### INFORMATION

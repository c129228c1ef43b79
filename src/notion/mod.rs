//! Notion database client implementing [`TargetRepository`].

pub mod codec;

use async_trait::async_trait;
use reqwest::Method;
use serde_json::{Value, json};
use tokio::sync::OnceCell;

use crate::blocks::{Block, ExistingBlock};
use crate::config::Notion;
use crate::error::SyncError;
use crate::http::{RetryPolicy, build_client, send_with_retry};
use crate::model::{PropertyMap, TargetRecord};
use crate::repository::{DatabaseSchema, TargetRepository};

pub const NOTION_VERSION: &str = "2022-06-28";
/// Upper bound on children per append request.
const APPEND_BATCH: usize = 100;
const SERVICE: &str = "notion";

pub struct NotionRepository {
    client: reqwest::Client,
    base_url: String,
    token: String,
    database_id: String,
    title_property: String,
    retry: RetryPolicy,
    schema: OnceCell<DatabaseSchema>,
}

impl NotionRepository {
    pub fn new(cfg: &Notion, retry: RetryPolicy, timeout_seconds: u64) -> Result<Self, SyncError> {
        if cfg.token.is_empty() || cfg.database_id.is_empty() {
            return Err(SyncError::Config("notion token and database id are required".to_string()));
        }
        Ok(NotionRepository {
            client: build_client(timeout_seconds)?,
            base_url: cfg.base_url.trim_end_matches('/').to_string(),
            token: cfg.token.clone(),
            database_id: cfg.database_id.clone(),
            title_property: cfg.properties.title.trim().to_string(),
            retry,
            schema: OnceCell::new(),
        })
    }

    async fn call(&self, method: Method, path: &str, body: Option<&Value>) -> Result<Value, SyncError> {
        let url = format!("{}/{}", self.base_url, path);
        tracing::debug!(method = %method, url = %url, "notion request");
        let response = send_with_retry(SERVICE, self.retry, || {
            let request = self
                .client
                .request(method.clone(), &url)
                .bearer_auth(&self.token)
                .header("Notion-Version", NOTION_VERSION);
            match body {
                Some(b) => request.json(b),
                None => request,
            }
        })
        .await?;
        Ok(response.json::<Value>().await?)
    }

    async fn cached_schema(&self) -> Result<&DatabaseSchema, SyncError> {
        self.schema
            .get_or_try_init(|| async {
                let json = self
                    .call(Method::GET, &format!("databases/{}", self.database_id), None)
                    .await?;
                codec::decode_schema(&json)
            })
            .await
    }
}

#[async_trait]
impl TargetRepository for NotionRepository {
    async fn schema(&self) -> Result<DatabaseSchema, SyncError> {
        Ok(self.cached_schema().await?.clone())
    }

    async fn find(&self, title: &str) -> Result<Option<TargetRecord>, SyncError> {
        let body = json!({
            "filter": { "property": self.title_property, "title": { "equals": title } },
            "page_size": 1,
        });
        let json = self
            .call(
                Method::POST,
                &format!("databases/{}/query", self.database_id),
                Some(&body),
            )
            .await?;
        match json
            .get("results")
            .and_then(Value::as_array)
            .and_then(|r| r.first())
        {
            Some(page) => Ok(Some(codec::decode_page(page)?)),
            None => Ok(None),
        }
    }

    async fn create(&self, fields: &PropertyMap) -> Result<TargetRecord, SyncError> {
        let schema = self.cached_schema().await?;
        let body = json!({
            "parent": { "database_id": self.database_id },
            "properties": codec::encode_properties(fields, schema),
        });
        let json = self.call(Method::POST, "pages", Some(&body)).await?;
        codec::decode_page(&json)
    }

    async fn update(&self, id: &str, changed: &PropertyMap) -> Result<(), SyncError> {
        let schema = self.cached_schema().await?;
        let body = json!({ "properties": codec::encode_properties(changed, schema) });
        self.call(Method::PATCH, &format!("pages/{}", id), Some(&body))
            .await?;
        Ok(())
    }

    async fn list_blocks(&self, page_id: &str) -> Result<Vec<ExistingBlock>, SyncError> {
        let mut blocks = Vec::new();
        let mut cursor: Option<String> = None;
        loop {
            let mut path = format!("blocks/{}/children?page_size=100", page_id);
            if let Some(c) = &cursor {
                path.push_str(&format!("&start_cursor={}", urlencoding::encode(c)));
            }
            let json = self.call(Method::GET, &path, None).await?;
            let (page, next) = codec::decode_blocks(&json);
            blocks.extend(page);
            match next {
                Some(n) => cursor = Some(n),
                None => break,
            }
        }
        Ok(blocks)
    }

    async fn append_blocks(&self, page_id: &str, blocks: &[Block]) -> Result<(), SyncError> {
        for batch in blocks.chunks(APPEND_BATCH) {
            let children: Vec<Value> = batch.iter().map(codec::encode_block).collect();
            let body = json!({ "children": children });
            self.call(Method::PATCH, &format!("blocks/{}/children", page_id), Some(&body))
                .await?;
        }
        Ok(())
    }

    async fn delete_block(&self, block_id: &str) -> Result<(), SyncError> {
        self.call(Method::DELETE, &format!("blocks/{}", block_id), None)
            .await?;
        Ok(())
    }
}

######

With every word kept as it is, set down the entries again.

> [SOLUTION FOR THIS TASK]
repository c129228c1ef43b79
filename src/notion/mod.rs
//! Notion database client implementing [`TargetRepository`].

pub mod codec;

use async_trait::async_trait;
use reqwest::Method;
use serde_json::{Value, json};
use tokio::sync::OnceCell;

use crate::blocks::{Block, ExistingBlock};
use crate::config::Notion;
use crate::error::SyncError;
use crate::http::{RetryPolicy, build_client, send_with_retry};
use crate::model::{PropertyMap, TargetRecord};
use crate::repository::{DatabaseSchema, TargetRepository};

pub const NOTION_VERSION: &str = "2022-06-28";
/// Upper bound on children per append request.
const APPEND_BATCH: usize = 100;
const SERVICE: &str = "notion";

pub struct NotionRepository {
    client: reqwest::Client,
    base_url: String,
    token: String,
    database_id: String,
    title_property: String,
    retry: RetryPolicy,
    schema: OnceCell<DatabaseSchema>,
}

impl NotionRepository {
    pub fn new(cfg: &Notion, retry: RetryPolicy, timeout_seconds: u64) -> Result<Self, SyncError> {
        if cfg.token.is_empty() || cfg.database_id.is_empty() {
            return Err(SyncError::Config("notion token and database id are required".to_string()));
        }
        Ok(NotionRepository {
            client: build_client(timeout_seconds)?,
            base_url: cfg.base_url.trim_end_matches('/').to_string(),
            token: cfg.token.clone(),
            database_id: cfg.database_id.clone(),
            title_property: cfg.properties.title.trim().to_string(),
            retry,
            schema: OnceCell::new(),
        })
    }

    async fn call(&self, method: Method, path: &str, body: Option<&Value>) -> Result<Value, SyncError> {
        let url = format!("{}/{}", self.base_url, path);
        tracing::debug!(method = %method, url = %url, "notion request");
        let response = send_with_retry(SERVICE, self.retry, || {
            let request = self
                .client
                .request(method.clone(), &url)
                .bearer_auth(&self.token)
                .header("Notion-Version", NOTION_VERSION);
            match body {
                Some(b) => request.json(b),
                None => request,
            }
        })
        .await?;
        Ok(response.json::<Value>().await?)
    }

    async fn cached_schema(&self) -> Result<&DatabaseSchema, SyncError> {
        self.schema
            .get_or_try_init(|| async {
                let json = self
                    .call(Method::GET, &format!("databases/{}", self.database_id), None)
                    .await?;
                codec::decode_schema(&json)
            })
            .await
    }
}

#[async_trait]
impl TargetRepository for NotionRepository {
    async fn schema(&self) -> Result<DatabaseSchema, SyncError> {
        Ok(self.cached_schema().await?.clone())
    }

    async fn find(&self, title: &str) -> Result<Option<TargetRecord>, SyncError> {
        let body = json!({
            "filter": { "property": self.title_property, "title": { "equals": title } },
            "page_size": 1,
        });
        let json = self
            .call(
                Method::POST,
                &format!("databases/{}/query", self.database_id),
                Some(&body),
            )
            .await?;
        match json
            .get("results")
            .and_then(Value::as_array)
            .and_then(|r| r.first())
        {
            Some(page) => Ok(Some(codec::decode_page(page)?)),
            None => Ok(None),
        }
    }

    async fn create(&self, fields: &PropertyMap) -> Result<TargetRecord, SyncError> {
        let schema = self.cached_schema().await?;
        let body = json!({
            "parent": { "database_id": self.database_id },
            "properties": codec::encode_properties(fields, schema),
        });
        let json = self.call(Method::POST, "pages", Some(&body)).await?;
        codec::decode_page(&json)
    }

    async fn update(&self, id: &str, changed: &PropertyMap) -> Result<(), SyncError> {
        let schema = self.cached_schema().await?;
        let body = json!({ "properties": codec::encode_properties(changed, schema) });
        self.call(Method::PATCH, &format!("pages/{}", id), Some(&body))
            .await?;
        Ok(())
    }

    async fn list_blocks(&self, page_id: &str) -> Result<Vec<ExistingBlock>, SyncError> {
        let mut blocks = Vec::new();
        let mut cursor: Option<String> = None;
        loop {
            let mut path = format!("blocks/{}/children?page_size=100", page_id);
            if let Some(c) = &cursor {
                path.push_str(&format!("&start_cursor={}", urlencoding::encode(c)));
            }
            let json = self.call(Method::GET, &path, None).await?;
            let (page, next) = codec::decode_blocks(&json);
            blocks.extend(page);
            match next {
                Some(n) => cursor = Some(n),
                None => break,
            }
        }
        Ok(blocks)
    }

    async fn append_blocks(&self, page_id: &str, blocks: &[Block]) -> Result<(), SyncError> {
        for batch in blocks.chunks(APPEND_BATCH) {
            let children: Vec<Value> = batch.iter().map(codec::encode_block).collect();
            let body = json!({ "children": children });
            self.call(Method::PATCH, &format!("blocks/{}/children", page_id), Some(&body))
                .await?;
        }
        Ok(())
    }

    async fn delete_block(&self, block_id: &str) -> Result<(), SyncError> {
        self.call(Method::DELETE, &format!("blocks/{}", block_id), None)
            .await?;
        Ok(())
    }
}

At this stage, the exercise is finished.